Sibal had said that forcing citizens to get Aadhaar and its linkage to each of their social interactions was to empower the government with the right to information about people and the driving force behind making
Aadhaar mandatory+
. “The real issue to be tested by the Supreme Court is the one nation, one identity idea,” he had said on Tuesday.


READ ALSO: In SC, Kapil Sibal quotes PM Modi to attack Aadhaar

Justice Ashok Bhushan, part of the five-judge Constitution bench which is hearing marathon arguments on petitions challenging the validity of Aadhaar on the ground that it violated citizens’ fundamental right to privacy, asked Sibal: “What is wrong with the one nation, one identity idea? After all, we are all Indians and proud of that identity.”

Sibal reacted with sarcasm, saying everything is fine with the idea. But not this to be mistaken as his acquiescence, he said: “Everything is wrong with the idea of one nation, one identity. Let us not get into a debate on that issue in court. I had said that yesterday as a legal argument and not as a political statement. To be Indian and being proud of it is fine, but Aadhaar should not be the determining device for that.
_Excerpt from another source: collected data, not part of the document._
mod classifier_service;
mod fetch;
mod labels;
mod ort_classifier;
mod routes;
mod server;
mod telemetry;
mod verdict;

pub mod app;
pub mod config;

pub use app::start_app;
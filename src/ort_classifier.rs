use crate::{
    classifier_service::{ClassifierError, ClassifierService, Prediction},
    config::ModelConfig,
};
use image::{imageops::FilterType, DynamicImage, GenericImageView};
use ndarray::{Array, Ix4};
use ort::{
    session::{builder::GraphOptimizationLevel, Session},
    value::TensorRef,
};
use std::sync::{
    atomic::{AtomicUsize, Ordering},
    Arc, Mutex,
};

/// Input resolution the model was trained with.
pub const INPUT_SIZE: u32 = 224;

pub fn decode_image(image_data: &[u8]) -> Result<DynamicImage, image::ImageError> {
    let reader = image::ImageReader::new(std::io::Cursor::new(image_data))
        .with_guessed_format()
        .map_err(image::ImageError::IoError)?;

    reader.decode()
}

/// Resize to 224x224 (bilinear, matching the training-time preprocessing),
/// scale to [0,1] and lay out as an NHWC batch of one.
pub fn image_to_tensor(image: &DynamicImage) -> Array<f32, Ix4> {
    let img = image.resize_exact(INPUT_SIZE, INPUT_SIZE, FilterType::Triangle);

    let size = INPUT_SIZE as usize;
    let mut input = Array::zeros((1, size, size, 3));
    for pixel in img.pixels() {
        let x = pixel.0 as usize;
        let y = pixel.1 as usize;
        let [r, g, b, _] = pixel.2 .0;
        input[[0, y, x, 0]] = (r as f32) / 255.;
        input[[0, y, x, 1]] = (g as f32) / 255.;
        input[[0, y, x, 2]] = (b as f32) / 255.;
    }

    input
}

/// Stable arg-max: the first index wins ties.
pub fn argmax(probabilities: &[f32]) -> Option<(usize, f32)> {
    probabilities
        .iter()
        .copied()
        .enumerate()
        .reduce(|accum, row| if row.1 > accum.1 { row } else { accum })
}

pub struct OrtClassifier {
    sessions: Arc<Vec<Arc<Mutex<Session>>>>,
    counter: Arc<AtomicUsize>,
    output_name: String,
}

impl OrtClassifier {
    pub fn new(model_config: &ModelConfig) -> Result<Self, Box<dyn std::error::Error>> {
        ort::init().commit();
        let num_instances = model_config.num_instances;
        let sessions = (0..num_instances)
            .map(|_| {
                let session = Session::builder()?
                    .with_optimization_level(GraphOptimizationLevel::Level3)?
                    .commit_from_file(model_config.get_model_path())?;
                Ok(Arc::new(Mutex::new(session)))
            })
            .collect::<Result<Vec<_>, ort::Error>>()?;

        let output_name = {
            let session = sessions[0].lock().map_err(|e| e.to_string())?;
            session
                .outputs()
                .first()
                .ok_or("model has no outputs")?
                .name()
                .to_string()
        };

        tracing::info!("Created {} ONNX sessions", num_instances);

        Ok(Self {
            counter: Arc::new(AtomicUsize::new(0)),
            sessions: Arc::new(sessions),
            output_name,
        })
    }

    fn run_inference(&self, input: &Array<f32, Ix4>) -> Result<Vec<f32>, ClassifierError> {
        let index = self.counter.fetch_add(1, Ordering::SeqCst) % self.sessions.len();
        let session_arc = &self.sessions[index];
        let mut session = session_arc
            .lock()
            .map_err(|e| ClassifierError::SessionPoisoned(e.to_string()))?;

        tracing::debug!("Handling request with session {}", index);
        let tensor_ref = TensorRef::from_array_view(input.view())
            .map_err(|e| ClassifierError::TensorBuild(e.to_string()))?;

        let outputs = session
            .run(ort::inputs![tensor_ref])
            .map_err(|e| ClassifierError::Inference(e.to_string()))?;

        let (_shape, data) = outputs[self.output_name.as_str()]
            .try_extract_tensor::<f32>()
            .map_err(|e| ClassifierError::OutputExtract(e.to_string()))?;

        // Batch of one: the flattened output is the softmax row itself.
        Ok(data.to_vec())
    }
}

impl ClassifierService for OrtClassifier {
    fn classify(&self, image: &DynamicImage) -> Result<Prediction, ClassifierError> {
        let input = image_to_tensor(image);
        let probabilities = self.run_inference(&input)?;

        let (class_index, probability) =
            argmax(&probabilities).ok_or(ClassifierError::EmptyOutput)?;

        Ok(Prediction {
            class_index,
            confidence: probability * 100.,
        })
    }
}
We are all fiercely Indian even if we do not have Aadhaar.”

Arresting the debate from veering into unmanageable political level, Justice A K Sikri attempted course correction by attempting to summarise Sibal’s argument. “What you (Sibal) meant was that one nation, one identity does not mean that if one does not have Aadhaar, he does not cease to be an Indian.” Agreeing with Justice Sikri’s summation of his argument, Sibal said: “What I meant was that I am not Aadhaar and Aadhaar is not me.”

Sibal’s main argument was that when a citizen was able to prove his identity through physical documents, the fear of losing that was minimal as the lost identity card could be retrieved or a duplicate prepared. “When one throws an individual’s personal details, the most valuable property of that person, into the digital world through Aadhaar, if the data gets leaked or stolen, then it is lost for ever. It could never be retrieved.”
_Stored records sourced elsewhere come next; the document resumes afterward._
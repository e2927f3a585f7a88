use crate::{
    classifier_service::{ClassifierError, ClassifierService},
    fetch::FetchError,
    labels::LabelTable,
    ort_classifier::decode_image,
    server::SharedState,
    telemetry::Metrics,
    verdict::Verdict,
};
use axum::{
    extract::{multipart::MultipartError, Multipart, State},
    http::StatusCode,
    response::{IntoResponse, Json, Response},
};
use serde::{Deserialize, Serialize};
use std::time::Instant;
use thiserror::Error;
use tracing::instrument;

#[derive(Error, Debug)]
pub enum PredictError {
    #[error("no image file in upload")]
    MissingUpload,
    #[error("multipart read failed: {0}")]
    Multipart(#[from] MultipartError),
    #[error("image decode failed: {0}")]
    Decode(#[from] image::ImageError),
    #[error("classifier failed: {0}")]
    Classifier(#[from] ClassifierError),
}

impl IntoResponse for PredictError {
    fn into_response(self) -> Response {
        let status = match self {
            PredictError::MissingUpload
            | PredictError::Multipart(_)
            | PredictError::Decode(_) => StatusCode::UNPROCESSABLE_ENTITY,
            PredictError::Classifier(_) => StatusCode::INTERNAL_SERVER_ERROR,
        };
        (status, format!("Something went wrong: {}", self)).into_response()
    }
}

#[derive(Serialize, Deserialize, Debug)]
pub struct UrlRequest {
    pub url: String,
}

/// Decode, classify, and apply the decision rule. Both input modes funnel
/// through here so they cannot drift apart.
fn classify_bytes(
    classifier: &dyn ClassifierService,
    labels: &LabelTable,
    metrics: &Metrics,
    image_data: &[u8],
    source: &str,
) -> Result<Verdict, PredictError> {
    metrics.record_prediction(source);

    let started = Instant::now();
    let image = decode_image(image_data)?;
    let prediction = classifier.classify(&image)?;
    metrics.record_inference_duration(started.elapsed().as_millis() as u64, source);

    tracing::debug!(
        "Predicted class {} at {:.2}% from {}",
        prediction.class_index,
        prediction.confidence,
        source
    );

    Ok(Verdict::from_prediction(&prediction, labels))
}

#[instrument(skip(state, multipart))]
pub async fn predict_upload(
    State(state): State<SharedState>,
    mut multipart: Multipart,
) -> Result<Json<Verdict>, PredictError> {
    let mut image_data: Vec<u8> = Vec::new();
    while let Some(field) = multipart.next_field().await? {
        if field.name() == Some("file") {
            image_data = field.bytes().await?.to_vec();
        }
    }

    if image_data.is_empty() {
        return Err(PredictError::MissingUpload);
    }

    let verdict = classify_bytes(
        state.classifier.as_ref(),
        &state.labels,
        &state.metrics,
        &image_data,
        "upload",
    )?;

    Ok(Json(verdict))
}

#[instrument(skip(state))]
pub async fn predict_url(
    State(state): State<SharedState>,
    Json(request): Json<UrlRequest>,
) -> Result<Json<Verdict>, PredictError> {
    let image_data = match state.fetcher.fetch(&request.url).await {
        Ok(bytes) => bytes,
        Err(FetchError::Request(e)) => {
            tracing::warn!("Image fetch failed for {}: {}", request.url, e);
            return Ok(Json(Verdict::invalid_url()));
        }
    };

    // A fetched body that is not an image gets the same generic message as a
    // network failure; only the log line tells them apart.
    match classify_bytes(
        state.classifier.as_ref(),
        &state.labels,
        &state.metrics,
        &image_data,
        "url",
    ) {
        Ok(verdict) => Ok(Json(verdict)),
        Err(PredictError::Decode(e)) => {
            tracing::warn!("Fetched body from {} is not an image: {}", request.url, e);
            Ok(Json(Verdict::invalid_url()))
        }
        Err(e) => Err(e),
    }
}

#[cfg(test)]
mod tests {
    use super::*;
    use crate::{
        classifier_service::Prediction,
        config::FetcherConfig,
        fetch::ImageFetcher,
        labels::table_from_str,
        routes::api_routes,
        verdict::{VerdictKind, INVALID_URL_MESSAGE, UNSUPPORTED_MESSAGE},
    };
    use axum::body::{to_bytes, Body};
    use axum::http::Request;
    use image::{DynamicImage, ImageBuffer, Rgb};
    use std::{io::Cursor, path::PathBuf, sync::Arc};
    use tower::ServiceExt;

    struct FixedClassifier {
        prediction: Prediction,
    }

    impl ClassifierService for FixedClassifier {
        fn classify(&self, _image: &DynamicImage) -> Result<Prediction, ClassifierError> {
            Ok(self.prediction)
        }
    }

    fn test_state(prediction: Prediction) -> SharedState {
        SharedState {
            classifier: Arc::new(FixedClassifier { prediction }),
            labels: Arc::new(table_from_str(
                "Brokoli|Vitamin C, Vitamin K, Serat, Folat, Antioksidan\n\
                 Capsicum|Vitamin A, Vitamin C, Vitamin B6, Folat, Antioksidan\n\
                 Tomat|Likopen, Vitamin C, Vitamin K, Folat, Kalium\n",
            )),
            fetcher: Arc::new(ImageFetcher::new(&FetcherConfig { timeout_secs: 2 }).unwrap()),
            metrics: Arc::new(Metrics::new()),
            example_image: PathBuf::from("./assets/contoh_sayuran.png"),
        }
    }

    fn png_bytes() -> Vec<u8> {
        let img = ImageBuffer::<Rgb<u8>, Vec<u8>>::from_pixel(32, 32, Rgb([200, 40, 40]));
        let mut image_data: Vec<u8> = Vec::new();
        img.write_to(&mut Cursor::new(&mut image_data), image::ImageFormat::Png)
            .unwrap();
        image_data
    }

    // High-entropy pixels barely compress, so the encoded file stays close
    // to the raw 3 MB of a 1024x1024 RGB image.
    fn noisy_png_bytes(width: u32, height: u32) -> Vec<u8> {
        let mut seed: u64 = 0x5eed;
        let mut next = move || {
            seed = seed
                .wrapping_mul(6364136223846793005)
                .wrapping_add(1442695040888963407);
            (seed >> 33) as u8
        };
        let img = ImageBuffer::<Rgb<u8>, Vec<u8>>::from_fn(width, height, |_, _| {
            Rgb([next(), next(), next()])
        });
        let mut image_data: Vec<u8> = Vec::new();
        img.write_to(&mut Cursor::new(&mut image_data), image::ImageFormat::Png)
            .unwrap();
        image_data
    }

    fn multipart_request(field_name: &str, filename: &str, payload: &[u8]) -> Request<Body> {
        let boundary = "sayur-boundary";
        let mut body = Vec::new();
        body.extend_from_slice(
            format!(
                "--{boundary}\r\nContent-Disposition: form-data; \
                 name=\"{field_name}\"; filename=\"{filename}\"\r\n\
                 Content-Type: application/octet-stream\r\n\r\n"
            )
            .as_bytes(),
        );
        body.extend_from_slice(payload);
        body.extend_from_slice(format!("\r\n--{boundary}--\r\n").as_bytes());

        Request::builder()
            .method("POST")
            .uri("/api/predict/upload")
            .header(
                "content-type",
                format!("multipart/form-data; boundary={boundary}"),
            )
            .body(Body::from(body))
            .unwrap()
    }

    #[test]
    fn confident_classification_yields_the_success_verdict() {
        let state = test_state(Prediction {
            class_index: 2,
            confidence: 95.30,
        });

        let verdict = classify_bytes(
            state.classifier.as_ref(),
            &state.labels,
            &state.metrics,
            &png_bytes(),
            "upload",
        )
        .unwrap();

        assert_eq!(verdict.kind, VerdictKind::Success);
        assert!(verdict.message.contains("Tomat"));
        assert!(verdict.message.contains("95.30%"));
        assert!(verdict
            .message
            .contains("Likopen, Vitamin C, Vitamin K, Folat, Kalium"));
    }

    #[test]
    fn low_confidence_classification_yields_the_warning_verdict() {
        let state = test_state(Prediction {
            class_index: 0,
            confidence: 45.0,
        });

        let verdict = classify_bytes(
            state.classifier.as_ref(),
            &state.labels,
            &state.metrics,
            &png_bytes(),
            "upload",
        )
        .unwrap();

        assert_eq!(verdict.kind, VerdictKind::Unsupported);
        assert_eq!(verdict.message, UNSUPPORTED_MESSAGE);
    }

    #[test]
    fn undecodable_upload_is_a_decode_error() {
        let state = test_state(Prediction {
            class_index: 0,
            confidence: 99.0,
        });

        let result = classify_bytes(
            state.classifier.as_ref(),
            &state.labels,
            &state.metrics,
            b"not an image at all",
            "upload",
        );

        assert!(matches!(result, Err(PredictError::Decode(_))));
    }

    #[tokio::test]
    async fn upload_past_the_default_body_cap_still_reaches_the_classifier() {
        let app = api_routes().with_state(test_state(Prediction {
            class_index: 2,
            confidence: 95.30,
        }));

        let png = noisy_png_bytes(1024, 1024);
        assert!(png.len() > 2 * 1024 * 1024);

        let response = app
            .oneshot(multipart_request("file", "sayur.png", &png))
            .await
            .unwrap();

        assert_eq!(response.status(), StatusCode::OK);
        let bytes = to_bytes(response.into_body(), usize::MAX).await.unwrap();
        let verdict: Verdict = serde_json::from_slice(&bytes).unwrap();
        assert_eq!(verdict.kind, VerdictKind::Success);
        assert_eq!(verdict.label.as_deref(), Some("Tomat"));
    }

    #[tokio::test]
    async fn upload_without_a_file_field_is_unprocessable() {
        let app = api_routes().with_state(test_state(Prediction {
            class_index: 2,
            confidence: 95.30,
        }));

        let response = app
            .oneshot(multipart_request("keterangan", "notes.txt", b"bukan gambar"))
            .await
            .unwrap();

        assert_eq!(response.status(), StatusCode::UNPROCESSABLE_ENTITY);
    }

    #[tokio::test]
    async fn undecodable_upload_body_is_unprocessable() {
        let app = api_routes().with_state(test_state(Prediction {
            class_index: 2,
            confidence: 95.30,
        }));

        let response = app
            .oneshot(multipart_request("file", "sayur.png", b"not an image"))
            .await
            .unwrap();

        assert_eq!(response.status(), StatusCode::UNPROCESSABLE_ENTITY);
    }

    #[tokio::test]
    async fn unreachable_url_returns_the_generic_inline_error() {
        let state = test_state(Prediction {
            class_index: 2,
            confidence: 95.30,
        });

        let response = predict_url(
            State(state),
            Json(UrlRequest {
                url: "http://127.0.0.1:1/sayur.png".into(),
            }),
        )
        .await
        .unwrap();

        assert_eq!(response.0.kind, VerdictKind::Error);
        assert_eq!(response.0.message, INVALID_URL_MESSAGE);
    }
}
“Using Aadhaar for authentication at railway stations, airports or hospitals could push the individual to compromise his privacy as his personal activity trail relating to the sector where he is using Aadhaar would be known to that service provider. Use of Aadhaar with biometrics, core biometrics and demographic data of a person would help the service provider to create meta data for commercial use and compromise privacy of citizens. This makes a citizen vulnerable and no state has a right to leave its citizens vulnerable,” he said.

The bench said the government has denied that Aadhaar data could be compromised. Sibal said: “The government cannot deny it. No one can guarantee data safety in a digital world. No one knows how to keep data 100% secure.” The arguments will continue on Thursday.